Однако долгими бессонными ночами на узкой жесткой кровати материнской квартиры Ирену мучили размышления о будущем. Она, конечно, могла подождать и отложить свадьбу с Митеком. Но ради чего, если Адам уже обещан другой? Кроме того, брак с Митеком означал свободу. Прежде всего для ее матери. Неужели Ирена не обязана сделать для нее хотя бы это? Все то время, пока Янина будет поддерживать дочь, ей придется брать деньги у своей семьи, при этом всегда желая независимости. Ирена страстно хотела быть хорошей дочерью, она понимала, что, выйдя замуж за Митека, освободит мать от необходимости жить за чужой счет. Для других вариантов было уже слишком поздно. Поэтому в возрасте двадцати одного года, после окончания обучения в университете в 1931 году, Ирена Кшижановская сделала то, чего все от нее и ждали, став пани Иреной Сендлеровой. В английской языковой традиции ее фамилию обычно сокращают до Сендлер.

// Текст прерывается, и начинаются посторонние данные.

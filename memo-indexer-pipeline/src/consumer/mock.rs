use std::collections::HashMap;

use async_trait::async_trait;
use bitcoin::BlockHash;
use bitcoin::hashes::Hash as _;
use chrono::{DateTime, Utc};
use memo_indexer_shared::types::{
    Block, LedgerBlock, LedgerTransaction, LocatedTransaction, TxHash,
};
use tokio::sync::RwLock;

use crate::consumer::LedgerSource;
use crate::errors::ConsumerError;

const GENESIS_TIME: i64 = 1_600_000_000;
const BLOCK_INTERVAL_SECS: i64 = 600;

#[derive(Default)]
struct State {
    blocks: Vec<LedgerBlock>,
    mempool: Vec<LedgerTransaction>,
    /// Transactions reachable only through point lookups.
    detached: HashMap<TxHash, LocatedTransaction>,
    /// Bumped on every reorg so replacement blocks get new hashes.
    fork: u64,
}

/// A ledger held in memory.
///
/// Blocks are appended with [`InMemoryLedger::push_block`]; block hashes are
/// derived from the height and the number of reorganisations so far.
#[derive(Default)]
pub struct InMemoryLedger {
    state: RwLock<State>,
}

impl InMemoryLedger {
    pub fn new() -> Self {
        Self::default()
    }

    /// Mines `transactions` into a new block on top of the chain, removing
    /// them from the unconfirmed pool.
    pub async fn push_block(&self, transactions: Vec<LedgerTransaction>) -> Block {
        let mut state = self.state.write().await;
        let height = state.blocks.len() as u64;
        let block = Block {
            height,
            hash: block_hash(height, state.fork),
            timestamp: DateTime::<Utc>::from_timestamp(
                GENESIS_TIME + height as i64 * BLOCK_INTERVAL_SECS,
                0,
            )
            .unwrap_or_default(),
        };
        state
            .mempool
            .retain(|pending| !transactions.iter().any(|tx| tx.hash == pending.hash));
        state.blocks.push(LedgerBlock {
            block: block.clone(),
            transactions,
        });
        block
    }

    pub async fn add_unconfirmed(&self, transaction: LedgerTransaction) {
        self.state.write().await.mempool.push(transaction);
    }

    /// Makes a transaction visible to point lookups only, as an ancestor mined
    /// before the scanned range would be.
    pub async fn insert_transaction(&self, transaction: LedgerTransaction, block: Option<Block>) {
        self.state.write().await.detached.insert(
            transaction.hash,
            LocatedTransaction { transaction, block },
        );
    }

    /// Drops every block at or above `height`. Their transactions return to
    /// the unconfirmed pool and blocks pushed afterwards get new hashes.
    pub async fn reorg_from(&self, height: u64) {
        let mut state = self.state.write().await;
        let keep = (height as usize).min(state.blocks.len());
        let orphaned = state.blocks.split_off(keep);
        for block in orphaned {
            state.mempool.extend(block.transactions);
        }
        state.fork += 1;
    }
}

fn block_hash(height: u64, fork: u64) -> BlockHash {
    let mut preimage = height.to_le_bytes().to_vec();
    preimage.extend_from_slice(&fork.to_le_bytes());
    BlockHash::hash(&preimage)
}

#[async_trait]
impl LedgerSource for InMemoryLedger {
    async fn tip_height(&self) -> Result<u64, ConsumerError> {
        let state = self.state.read().await;
        (state.blocks.len() as u64)
            .checked_sub(1)
            .ok_or(ConsumerError::BlockNotFound(0))
    }

    async fn block_hash_at(&self, height: u64) -> Result<Option<BlockHash>, ConsumerError> {
        let state = self.state.read().await;
        Ok(state
            .blocks
            .get(height as usize)
            .map(|block| block.block.hash))
    }

    async fn block_at(&self, height: u64) -> Result<LedgerBlock, ConsumerError> {
        let state = self.state.read().await;
        state
            .blocks
            .get(height as usize)
            .cloned()
            .ok_or(ConsumerError::BlockNotFound(height))
    }

    async fn unconfirmed_transactions(&self) -> Result<Vec<LedgerTransaction>, ConsumerError> {
        Ok(self.state.read().await.mempool.clone())
    }

    async fn transaction(
        &self,
        hash: &TxHash,
    ) -> Result<Option<LocatedTransaction>, ConsumerError> {
        let state = self.state.read().await;
        for block in &state.blocks {
            if let Some(tx) = block.transactions.iter().find(|tx| tx.hash == *hash) {
                return Ok(Some(LocatedTransaction {
                    transaction: tx.clone(),
                    block: Some(block.block.clone()),
                }));
            }
        }
        if let Some(tx) = state.mempool.iter().find(|tx| tx.hash == *hash) {
            return Ok(Some(LocatedTransaction {
                transaction: tx.clone(),
                block: None,
            }));
        }
        Ok(state.detached.get(hash).cloned())
    }
}

#[cfg(test)]
mod tests {
    use super::*;

    fn tx(seed: u8) -> LedgerTransaction {
        LedgerTransaction {
            hash: TxHash::from_byte_array([seed; 32]),
            inputs: vec![],
            output_scripts: vec![],
        }
    }

    #[tokio::test]
    async fn test_push_block_confirms_pending_transaction() {
        let ledger = InMemoryLedger::new();
        ledger.add_unconfirmed(tx(1)).await;
        ledger.push_block(vec![tx(1)]).await;

        assert!(ledger.unconfirmed_transactions().await.unwrap().is_empty());
        let located = ledger.transaction(&tx(1).hash).await.unwrap().unwrap();
        assert_eq!(located.block.map(|block| block.height), Some(0));
    }

    #[tokio::test]
    async fn test_reorg_changes_hashes_and_returns_transactions_to_pool() {
        let ledger = InMemoryLedger::new();
        ledger.push_block(vec![]).await;
        let orphaned = ledger.push_block(vec![tx(2)]).await;

        ledger.reorg_from(1).await;
        assert_eq!(ledger.block_hash_at(1).await.unwrap(), None);
        assert_eq!(ledger.unconfirmed_transactions().await.unwrap(), vec![tx(2)]);

        let replacement = ledger.push_block(vec![]).await;
        assert_eq!(replacement.height, 1);
        assert_ne!(replacement.hash, orphaned.hash);
    }

    #[tokio::test]
    async fn test_empty_ledger_has_no_tip() {
        let ledger = InMemoryLedger::new();
        assert!(matches!(
            ledger.tip_height().await,
            Err(ConsumerError::BlockNotFound(0))
        ));
    }
}
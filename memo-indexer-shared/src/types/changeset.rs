use crate::types::{Action, Block};

/// Represents the actions observed together in one block, or in the
/// unconfirmed pool when `block` is `None`.
///
/// A `Changeset` is persisted atomically: the block row first, then every
/// action upserted against it.
pub struct Changeset<'a> {
    pub block: Option<&'a Block>,
    pub actions: &'a [Action],
}
use std::sync::Arc;

use memo_indexer_repository::{ActionsRepository, ViewsRepository};
use tracing::{debug, info, instrument};

use crate::aggregator::Aggregate;
use crate::errors::AggregatorError;

/// Counts for one run of one aggregator job.
#[derive(Debug, Default, Clone, PartialEq, Eq)]
pub struct AggregateReport {
    pub batches: u64,
    pub actions: u64,
    pub notifications: u64,
    pub feed_items: u64,
    pub topic_stats: u64,
    pub user_stats: u64,
    /// Id of the last action covered by the job.
    pub watermark: i64,
}

/// Runs aggregator jobs from their watermark to the end of the store.
pub struct AggregatorRunner {
    actions: Arc<dyn ActionsRepository>,
    views: Arc<dyn ViewsRepository>,
    batch_size: i64,
}

/// Key the watermark of `job` is stored under.
pub fn watermark_key(job: &str) -> String {
    format!("aggregate_{job}")
}

impl AggregatorRunner {
    pub fn new(
        actions: Arc<dyn ActionsRepository>,
        views: Arc<dyn ViewsRepository>,
        batch_size: i64,
    ) -> Self {
        Self {
            actions,
            views,
            batch_size,
        }
    }

    #[instrument(skip(self, job), fields(job = job.name()))]
    pub async fn run(&self, job: &dyn Aggregate) -> Result<AggregateReport, AggregatorError> {
        let key = watermark_key(job.name());
        let mut report = AggregateReport {
            watermark: self.views.watermark(&key).await?.unwrap_or(0),
            ..AggregateReport::default()
        };

        loop {
            let batch = self
                .actions
                .actions_after(report.watermark, self.batch_size)
                .await?;
            let Some(last) = batch.last() else {
                break;
            };
            let next_watermark = last.id;

            let changeset = job.aggregate(&batch, self.actions.as_ref()).await?;
            self.views
                .persist_views(&key, &changeset, next_watermark)
                .await?;
            debug!(
                actions = batch.len(),
                watermark = next_watermark,
                "Persisted aggregate batch"
            );

            report.batches += 1;
            report.actions += batch.len() as u64;
            report.notifications += changeset.notifications.len() as u64;
            report.feed_items += changeset.feed_items.len() as u64;
            report.topic_stats += changeset.topic_stats.len() as u64;
            report.user_stats += changeset.user_stats.len() as u64;
            report.watermark = next_watermark;

            if (batch.len() as i64) < self.batch_size {
                break;
            }
        }

        info!(
            actions = report.actions,
            watermark = report.watermark,
            "Aggregator finished"
        );
        Ok(report)
    }

    /// Runs every job in turn. Jobs own their watermarks, so a failure in one
    /// leaves the others' progress intact.
    pub async fn run_all(
        &self,
        jobs: &[Arc<dyn Aggregate>],
    ) -> Result<Vec<(&'static str, AggregateReport)>, AggregatorError> {
        let mut reports = Vec::with_capacity(jobs.len());
        for job in jobs {
            reports.push((job.name(), self.run(job.as_ref()).await?));
        }
        Ok(reports)
    }
}
//! This module defines the `ActionsRepository` trait, which provides an interface
//! for interacting with the underlying data store for decoded actions and the
//! blocks that confirm them.
use std::collections::HashMap;

use memo_indexer_shared::resolver;
use memo_indexer_shared::types::{
    Action, ActionKind, Block, Changeset, DanglingParent, Identity, StoredAction, TxHash,
};

use crate::errors::ActionsRepositoryError;

/// Fixed page size of text search.
pub const SEARCH_PAGE_SIZE: i64 = 25;

/// A trait that defines the interface for interacting with the actions data repository.
///
/// Every action is stored exactly once per transaction hash. Re-observing a
/// transaction only updates its block association, and an absent block never
/// clears an existing one. Implementors must keep that guarantee under
/// concurrent writers.
#[async_trait::async_trait]
pub trait ActionsRepository: Send + Sync {
    /// Inserts an action or, if its transaction is already stored, updates its
    /// block association and touches `updated_at`.
    ///
    /// The block the action references, if any, must already be stored.
    ///
    /// # Returns
    ///
    /// The stored record, including its id and bookkeeping timestamps.
    async fn upsert_action(&self, action: &Action) -> Result<StoredAction, ActionsRepositoryError>;

    /// Persists a `Changeset` atomically: the block first, then every action
    /// with the same semantics as [`ActionsRepository::upsert_action`].
    async fn persist_changeset(
        &self,
        changeset: &Changeset<'_>,
    ) -> Result<(), ActionsRepositoryError>;

    async fn get_block(&self, height: u64) -> Result<Option<Block>, ActionsRepositoryError>;

    /// The highest stored block.
    async fn latest_block(&self) -> Result<Option<Block>, ActionsRepositoryError>;

    /// Clears the block association of every action confirmed above `height`
    /// and deletes the blocks above it. Actions themselves are kept.
    ///
    /// # Returns
    ///
    /// The number of actions that became unconfirmed.
    async fn detach_blocks_above(&self, height: u64) -> Result<u64, ActionsRepositoryError>;

    async fn get_by_tx_hash(
        &self,
        tx_hash: &TxHash,
    ) -> Result<Option<StoredAction>, ActionsRepositoryError>;

    /// All actions of one kind by one identity, in storage order.
    async fn get_actions_for_identity(
        &self,
        identity: &Identity,
        kind: ActionKind,
    ) -> Result<Vec<StoredAction>, ActionsRepositoryError>;

    /// The history of one kind for an identity, most recent first as decided
    /// by the chain resolver. Computed on every read.
    async fn get_history_for_identity(
        &self,
        identity: &Identity,
        kind: ActionKind,
    ) -> Result<Vec<StoredAction>, ActionsRepositoryError> {
        let actions = self.get_actions_for_identity(identity, kind).await?;
        Ok(resolver::order_history(actions))
    }

    /// For each identity, its latest action of `kind` in storage order.
    ///
    /// This is the highest stored id, not the resolver's head; callers that
    /// need protocol recency use [`ActionsRepository::get_history_for_identity`].
    async fn get_current_for_identities(
        &self,
        identities: &[Identity],
        kind: ActionKind,
    ) -> Result<HashMap<Identity, StoredAction>, ActionsRepositoryError>;

    /// Substring search over the text of one kind, ordered by id.
    ///
    /// Tag messages match on topic or message. Names match only on the latest
    /// name of each identity in storage order, so an identity appears at most
    /// once. `limit` is capped at [`SEARCH_PAGE_SIZE`].
    async fn search(
        &self,
        kind: ActionKind,
        pattern: &str,
        offset: i64,
        limit: i64,
    ) -> Result<Vec<StoredAction>, ActionsRepositoryError>;

    /// Replies whose parent and likes whose target is one of `targets`, in id
    /// order.
    async fn get_reactions_to(
        &self,
        targets: &[TxHash],
    ) -> Result<Vec<StoredAction>, ActionsRepositoryError>;

    /// Number of stored actions, optionally of one kind only.
    async fn count(&self, kind: Option<ActionKind>) -> Result<i64, ActionsRepositoryError>;

    /// Actions with an id greater than `after_id`, in id order.
    async fn actions_after(
        &self,
        after_id: i64,
        limit: i64,
    ) -> Result<Vec<StoredAction>, ActionsRepositoryError>;

    /// Actions with an id greater than `after_id` whose parent transaction is
    /// not stored, in id order.
    async fn dangling_parents_after(
        &self,
        after_id: i64,
        limit: i64,
    ) -> Result<Vec<DanglingParent>, ActionsRepositoryError>;

    /// Identities whose latest follow or unfollow toward `identity` is a follow.
    async fn get_followers(
        &self,
        identity: &Identity,
    ) -> Result<Vec<Identity>, ActionsRepositoryError>;

    async fn check_tables_created(&self) -> Result<bool, ActionsRepositoryError>;
}
mod aggregator;
mod consumer;
mod loader;
mod orchestrator;
mod processor;

pub use aggregator::AggregatorError;
pub use consumer::ConsumerError;
pub use loader::LoaderError;
pub use orchestrator::ScannerError;
pub use processor::DecodeError;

Поселившись в небольшой однокомнатной квартире в Варшаве, молодая пара начала строить совместную жизнь. Ирена всеми силами пыталась оживить обстановку, а заодно и свой угасающий душевный настрой при помощи украсивших их жилище ярких занавесок и упорной работы по дому, но это не помогало. Ирена и Митек не были счастливы. Вечерами между ними все чаще вспыхивали ссоры, у Ирены появлялось от мужа все больше секретов. К 1932 году Митек стал младшим ассистентом кафедры классической литературы, успешно продвигаясь по карьерному пути университетского преподавателя. Ирена же хотела продолжить обучение. В один прекрасный день она объявила мужу, что, прежде чем начать преподавать, ей нужно получить диплом в области социальной работы и педагогики. Митек, возможно, уже догадывался, что его мнение на этот счет супругу не слишком интересует. Он уже знал, что молодая жена была человеком крайне своенравным, но считал, что после рождения ребенка она изменится. Ирена будет проводить все время дома, разве нет? Но Ирена к тому не спешила. Для поступления она выбрала учебную программу социальной работы в университете Варшавы.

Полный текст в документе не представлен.